▸ Saved data entries
----------

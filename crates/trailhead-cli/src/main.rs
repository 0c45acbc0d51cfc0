use std::path::PathBuf;

use anyhow::Result;
use clap::{Parser, Subcommand};

use trailhead_cli::commands::{climb, robots, tower, valves, RunOptions};
use trailhead_cli::logging::{init_logging, LogFormat, LoggingConfig};
use trailhead_cli::output::OutputFormat;
use trailhead_lib::{CycleLimits, SearchLimits};

#[derive(Parser, Debug)]
#[command(
    author,
    version,
    about = "Shortest-path search and periodic simulation puzzles"
)]
struct Cli {
    /// Output format for answers.
    #[arg(long, value_enum, global = true, default_value_t = OutputFormat::Text)]
    format: OutputFormat,

    /// Log format; overrides LOG_FORMAT.
    #[arg(long, value_enum, global = true)]
    log_format: Option<LogFormat>,

    /// Abort a search after expanding this many states.
    #[arg(long, global = true)]
    max_expansions: Option<usize>,

    /// Abort a search once this many entries are pending.
    #[arg(long, global = true)]
    max_frontier: Option<usize>,

    /// Give up on cycle detection after recording this many signatures.
    #[arg(long, global = true)]
    max_history: Option<usize>,

    #[command(subcommand)]
    command: Command,
}

#[derive(Subcommand, Debug)]
enum Command {
    /// Fewest steps from S to E on each height map.
    Climb {
        /// Height map files.
        #[arg(required = true)]
        files: Vec<PathBuf>,
        /// Start from whichever lowest square gives the shortest climb.
        #[arg(long)]
        any_start: bool,
    },
    /// Most pressure released by opening valves before the deadline.
    Valves {
        /// Valve network files.
        #[arg(required = true)]
        files: Vec<PathBuf>,
        /// Minutes available.
        #[arg(long, default_value_t = 30)]
        minutes: u32,
        /// Valve to start from.
        #[arg(long, default_value = "AA")]
        start: String,
    },
    /// Sum of blueprint quality levels (id times most geodes opened).
    Robots {
        /// Blueprint files, one blueprint per line.
        #[arg(required = true)]
        files: Vec<PathBuf>,
        /// Minutes available.
        #[arg(long, default_value_t = 24)]
        minutes: u32,
    },
    /// Tower height after dropping rocks driven by a jet pattern.
    Tower {
        /// Jet pattern files.
        #[arg(required = true)]
        files: Vec<PathBuf>,
        /// Rocks to drop.
        #[arg(long, default_value_t = 2022)]
        rocks: u64,
    },
}

impl Cli {
    fn run_options(&self) -> RunOptions {
        RunOptions {
            format: self.format,
            limits: SearchLimits {
                max_expansions: self.max_expansions,
                max_frontier: self.max_frontier,
            },
            cycle_limits: CycleLimits {
                max_history: self.max_history,
            },
        }
    }
}

fn main() -> Result<()> {
    let cli = Cli::parse();
    init_logging(&LoggingConfig::from_env().with_format(cli.log_format));
    let options = cli.run_options();

    match &cli.command {
        Command::Climb { files, any_start } => climb::handle_climb(files, *any_start, &options),
        Command::Valves {
            files,
            minutes,
            start,
        } => valves::handle_valves(files, start, *minutes, &options),
        Command::Robots { files, minutes } => robots::handle_robots(files, *minutes, &options),
        Command::Tower { files, rocks } => tower::handle_tower(files, *rocks, &options),
    }
}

----------

▸ The problem
Work through the entries, filtering for the string "self", and copy each line that holds it.

▸ Exercise output
    fn run_options(&self) -> RunOptions {
            format: self.format,
                max_expansions: self.max_expansions,
                max_frontier: self.max_frontier,
                max_history: self.max_history,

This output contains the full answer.